The anesthetic proprieties of xenon were discovered in 1939 and applied in mice in 1940 (JH Lawrence) and subsequently in two humans volunteers (Cullen and Gross), in 1951. It is indicated in selected patients due to its cardiovascular stability, cerebral protection, and favorable pharmacokinetics including low solubility, and lack of metabolism. Moreover, its use is not associated with environmental impact.
An important field of study concerns the xenon-induced organ protection. For example, xenon use has been proposed for preventing ischemia/reperfusion damage after Stanford Type-A acute aortic dissection surgery. Again, several preclinical investigations conducted on different models subjected to preconditioning, real-time conditioning, and postconditioning have demonstrated that this gas may present important neuroprotective (in a dose-dependent manner) and cardioprotective effects by interfering with the glutamatergic transmission (glutamate receptors are implicated in both anesthesia and acute neurological injury through the apoptotic process) and by inhibiting the inflammatory cascade. The combination of xenon with hypothermia is a fascinating hypothesis. Of note, because xenon seems to have neuroprotective properties already in sub-anaesthetic concentrations, these effects can be achieved independently from the anaesthetic effect. Regardless the precise mechanism, potential clinical applications of xenon for organ protection could be manifold.
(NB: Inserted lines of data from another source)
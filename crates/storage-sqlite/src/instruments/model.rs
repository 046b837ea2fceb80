//! Database model for instruments.

use chrono::{DateTime, Utc};
use diesel::prelude::*;
use rust_decimal::Decimal;
use std::str::FromStr;

use marketsync_core::instruments::{AssetClass, Instrument};

use crate::errors::StorageError;

/// Row in the `instruments` table.
///
/// Decimals and timestamps are stored as text so values round-trip exactly.
#[derive(Queryable, Identifiable, Selectable, Insertable, AsChangeset, Debug, Clone, PartialEq)]
#[diesel(table_name = crate::schema::instruments)]
#[diesel(primary_key(symbol))]
#[diesel(check_for_backend(diesel::sqlite::Sqlite))]
pub struct InstrumentDB {
    pub symbol: String,
    pub asset_class: String,
    pub display_name: String,
    pub current_price: String,
    pub daily_change_pct: Option<String>,
    pub weekly_change_pct: Option<String>,
    pub daily_high: Option<String>,
    pub daily_low: Option<String>,
    pub volume: Option<String>,
    pub last_updated: String,
}

fn parse_decimal(column: &str, raw: &str) -> Result<Decimal, StorageError> {
    Decimal::from_str(raw).map_err(|e| {
        StorageError::SerializationError(format!("invalid {} '{}': {}", column, raw, e))
    })
}

fn parse_optional(column: &str, raw: Option<String>) -> Result<Option<Decimal>, StorageError> {
    raw.map(|s| parse_decimal(column, &s)).transpose()
}

impl From<&Instrument> for InstrumentDB {
    fn from(instrument: &Instrument) -> Self {
        InstrumentDB {
            symbol: instrument.symbol.clone(),
            asset_class: instrument.asset_class.as_str().to_string(),
            display_name: instrument.display_name.clone(),
            current_price: instrument.current_price.to_string(),
            daily_change_pct: instrument.daily_change_pct.map(|d| d.to_string()),
            weekly_change_pct: instrument.weekly_change_pct.map(|d| d.to_string()),
            daily_high: instrument.daily_high.map(|d| d.to_string()),
            daily_low: instrument.daily_low.map(|d| d.to_string()),
            volume: instrument.volume.map(|d| d.to_string()),
            last_updated: instrument.last_updated.to_rfc3339(),
        }
    }
}

impl TryFrom<InstrumentDB> for Instrument {
    type Error = StorageError;

    fn try_from(db: InstrumentDB) -> Result<Self, Self::Error> {
        let asset_class =
            AssetClass::from_str(&db.asset_class).map_err(StorageError::SerializationError)?;
        let last_updated = DateTime::parse_from_rfc3339(&db.last_updated)
            .map(|dt| dt.with_timezone(&Utc))
            .map_err(|e| {
                StorageError::SerializationError(format!(
                    "invalid last_updated '{}': {}",
                    db.last_updated, e
                ))
            })?;

        Ok(Instrument {
            current_price: parse_decimal("current_price", &db.current_price)?,
            daily_change_pct: parse_optional("daily_change_pct", db.daily_change_pct)?,
            weekly_change_pct: parse_optional("weekly_change_pct", db.weekly_change_pct)?,
            daily_high: parse_optional("daily_high", db.daily_high)?,
            daily_low: parse_optional("daily_low", db.daily_low)?,
            volume: parse_optional("volume", db.volume)?,
            symbol: db.symbol,
            asset_class,
            display_name: db.display_name,
            last_updated,
        })
    }
}
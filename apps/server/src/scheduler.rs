//! Background scheduler for periodic market data refresh.
//!
//! Ticks at a fixed rate after an initial delay. Each tick spawns its own
//! cycle; the service's busy guard drops a tick that lands while the
//! previous cycle is still running.

use std::sync::Arc;
use tokio::task::JoinHandle;
use tokio::time::{interval, MissedTickBehavior};
use tracing::{debug, info, warn};

use marketsync_core::refresh::{MarketDataService, RefreshOutcome};

use crate::main_lib::AppState;

/// Starts the background refresh scheduler.
pub fn start_refresh_scheduler(state: Arc<AppState>) -> JoinHandle<()> {
    tokio::spawn(async move {
        let config = state.market_data_service.config().clone();
        info!(
            "Market data refresh scheduler started ({:?} interval)",
            config.refresh_interval
        );

        tokio::time::sleep(config.initial_delay).await;

        // First tick is immediate
        let mut refresh_interval = interval(config.refresh_interval);
        refresh_interval.set_missed_tick_behavior(MissedTickBehavior::Skip);

        loop {
            refresh_interval.tick().await;
            let service = state.market_data_service.clone();
            tokio::spawn(async move {
                run_scheduled_refresh(&service).await;
            });
        }
    })
}

/// Runs a single scheduled refresh cycle.
async fn run_scheduled_refresh(service: &MarketDataService) {
    match service.refresh_market_data().await {
        RefreshOutcome::Completed(report) => {
            debug!(
                "Scheduled refresh completed in {:?}",
                report.elapsed
            );
        }
        RefreshOutcome::SkippedBusy => {
            debug!("Scheduled refresh skipped: previous cycle still running");
        }
        RefreshOutcome::Aborted => {
            warn!("Scheduled refresh aborted; retrying on the next tick");
        }
    }
}

#[cfg(test)]
mod tests {
    use super::*;
    use async_trait::async_trait;
    use chrono::Utc;
    use marketsync_core::instruments::{Instrument, InstrumentStore, UniverseEntry};
    use marketsync_core::refresh::RefreshConfig;
    use marketsync_market_data::{
        MarketDataError, ProviderCapabilities, QuoteProvider, QuoteSample,
    };
    use rust_decimal_macros::dec;
    use std::sync::atomic::{AtomicUsize, Ordering};
    use std::sync::Mutex;
    use std::time::Duration;

    #[derive(Default)]
    struct CountingProvider {
        calls: AtomicUsize,
    }

    #[async_trait]
    impl QuoteProvider for CountingProvider {
        fn id(&self) -> &'static str {
            "COUNTING"
        }

        fn capabilities(&self) -> ProviderCapabilities {
            ProviderCapabilities {
                quota_constrained: false,
                includes_weekly_change: true,
            }
        }

        async fn fetch_quote(&self, _symbol: &str) -> Result<QuoteSample, MarketDataError> {
            self.calls.fetch_add(1, Ordering::SeqCst);
            Ok(QuoteSample::new(Utc::now(), dec!(1), "COUNTING"))
        }
    }

    #[derive(Default)]
    struct MemoryStore {
        rows: Mutex<Vec<Instrument>>,
    }

    #[async_trait]
    impl InstrumentStore for MemoryStore {
        async fn upsert(&self, instrument: Instrument) -> marketsync_core::Result<Instrument> {
            let mut rows = self.rows.lock().unwrap();
            rows.retain(|i| i.symbol != instrument.symbol);
            rows.push(instrument.clone());
            Ok(instrument)
        }

        fn find_by_symbol(&self, symbol: &str) -> marketsync_core::Result<Option<Instrument>> {
            Ok(self
                .rows
                .lock()
                .unwrap()
                .iter()
                .find(|i| i.symbol == symbol)
                .cloned())
        }

        fn find_all(&self) -> marketsync_core::Result<Vec<Instrument>> {
            Ok(self.rows.lock().unwrap().clone())
        }
    }

    #[tokio::test(start_paused = true)]
    async fn test_scheduler_waits_then_ticks_at_fixed_rate() {
        let provider = Arc::new(CountingProvider::default());
        let config = RefreshConfig {
            initial_delay: Duration::from_secs(1),
            refresh_interval: Duration::from_secs(300),
            equity_call_delay: Duration::ZERO,
            crypto_call_delay: Duration::ZERO,
            ..Default::default()
        };
        let service = MarketDataService::new(
            config,
            Arc::new(MemoryStore::default()),
            provider.clone(),
            provider.clone(),
        )
        .with_universe(vec![UniverseEntry::equity("AAPL", "Apple Inc.")], vec![]);
        let state = Arc::new(AppState {
            market_data_service: Arc::new(service),
        });

        let handle = start_refresh_scheduler(state.clone());

        tokio::time::sleep(Duration::from_millis(500)).await;
        assert_eq!(provider.calls.load(Ordering::SeqCst), 0);

        tokio::time::sleep(Duration::from_secs(1)).await;
        assert_eq!(provider.calls.load(Ordering::SeqCst), 1);

        tokio::time::sleep(Duration::from_secs(300)).await;
        assert_eq!(provider.calls.load(Ordering::SeqCst), 2);

        let stored = state.market_data_service.get_all_instruments().unwrap();
        assert_eq!(stored.len(), 1);

        handle.abort();
    }
}
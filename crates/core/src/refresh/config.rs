//! Refresh cycle configuration.

use marketsync_market_data::RateGovernorConfig;
use std::time::Duration;

use crate::errors::{Error, Result};

/// Calls allowed per quota window on the equity provider.
pub const DEFAULT_QUOTA: u32 = 5;
pub const DEFAULT_QUOTA_WINDOW: Duration = Duration::from_millis(60_000);
/// Spacing between equity symbols; 12s keeps five symbols inside one minute.
pub const DEFAULT_EQUITY_CALL_DELAY: Duration = Duration::from_millis(12_000);
pub const DEFAULT_CRYPTO_CALL_DELAY: Duration = Duration::from_millis(1_500);
pub const DEFAULT_REFRESH_INTERVAL: Duration = Duration::from_millis(300_000);
pub const DEFAULT_INITIAL_DELAY: Duration = Duration::from_millis(1_000);
pub const DEFAULT_HTTP_TIMEOUT: Duration = Duration::from_secs(30);

/// Timing and budget settings for the refresh engine.
#[derive(Debug, Clone, PartialEq, Eq)]
pub struct RefreshConfig {
    pub quota: u32,
    pub quota_window: Duration,
    pub equity_call_delay: Duration,
    pub crypto_call_delay: Duration,
    pub refresh_interval: Duration,
    pub initial_delay: Duration,
    pub http_timeout: Duration,
}

impl Default for RefreshConfig {
    fn default() -> Self {
        Self {
            quota: DEFAULT_QUOTA,
            quota_window: DEFAULT_QUOTA_WINDOW,
            equity_call_delay: DEFAULT_EQUITY_CALL_DELAY,
            crypto_call_delay: DEFAULT_CRYPTO_CALL_DELAY,
            refresh_interval: DEFAULT_REFRESH_INTERVAL,
            initial_delay: DEFAULT_INITIAL_DELAY,
            http_timeout: DEFAULT_HTTP_TIMEOUT,
        }
    }
}

impl RefreshConfig {
    /// Budget settings for the equity provider's governor.
    pub fn governor_config(&self) -> RateGovernorConfig {
        RateGovernorConfig {
            quota: self.quota,
            window: self.quota_window,
        }
    }

    /// Reject settings the scheduler or HTTP client cannot run with.
    pub fn validate(&self) -> Result<()> {
        if self.refresh_interval.is_zero() {
            return Err(Error::InvalidConfigValue(
                "refresh interval must be greater than zero".to_string(),
            ));
        }
        if self.quota_window.is_zero() {
            return Err(Error::InvalidConfigValue(
                "quota window must be greater than zero".to_string(),
            ));
        }
        if self.http_timeout.is_zero() {
            return Err(Error::InvalidConfigValue(
                "HTTP timeout must be greater than zero".to_string(),
            ));
        }
        Ok(())
    }
}

#[cfg(test)]
mod tests {
    use super::*;

    #[test]
    fn test_defaults() {
        let config = RefreshConfig::default();
        assert_eq!(config.quota, 5);
        assert_eq!(config.quota_window, Duration::from_secs(60));
        assert_eq!(config.equity_call_delay, Duration::from_secs(12));
        assert_eq!(config.crypto_call_delay, Duration::from_millis(1500));
        assert_eq!(config.refresh_interval, Duration::from_secs(300));
        assert_eq!(config.initial_delay, Duration::from_secs(1));
        assert!(config.validate().is_ok());
    }

    #[test]
    fn test_governor_config_follows_quota() {
        let config = RefreshConfig {
            quota: 75,
            ..Default::default()
        };
        let governor = config.governor_config();
        assert_eq!(governor.quota, 75);
        assert_eq!(governor.window, Duration::from_secs(60));
    }

    #[test]
    fn test_validate_rejects_zero_interval() {
        let config = RefreshConfig {
            refresh_interval: Duration::ZERO,
            ..Default::default()
        };
        assert!(matches!(
            config.validate(),
            Err(Error::InvalidConfigValue(_))
        ));
    }

    #[test]
    fn test_validate_rejects_zero_window() {
        let config = RefreshConfig {
            quota_window: Duration::ZERO,
            ..Default::default()
        };
        assert!(config.validate().is_err());
    }

    #[test]
    fn test_zero_quota_is_allowed() {
        let config = RefreshConfig {
            quota: 0,
            ..Default::default()
        };
        assert!(config.validate().is_ok());
    }
}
For instance, Jia et al. showed that intermittent exposure to xenon is protective against gentamicin-induced nephrotoxicity. This renal protection is of fundamental importance in kidney transplantation, preventing ischemia/reperfusion damages, and delaying rejection and chronic nephropathy. Xenon has had promising results with neurobehavioral dysfunction caused by brain insult , cardiac arrest induced cerebral ischemia , and even against neonatal hypoxia-ischemia.
Other Clinical Uses
Apart from this research, there have been studies with the gas for pathologies including dementia, epilepsy, Alzheimer's disease, and obsessive-compulsive disorders. Moreover, xenon is used in ophthalmology for laser therapy, and in dermatology for removal of skin lesion. Despite all these potential applications, the biggest limitation is the high cost of use. For example, the market price in anesthesia is of approximately 6-12£ per liter.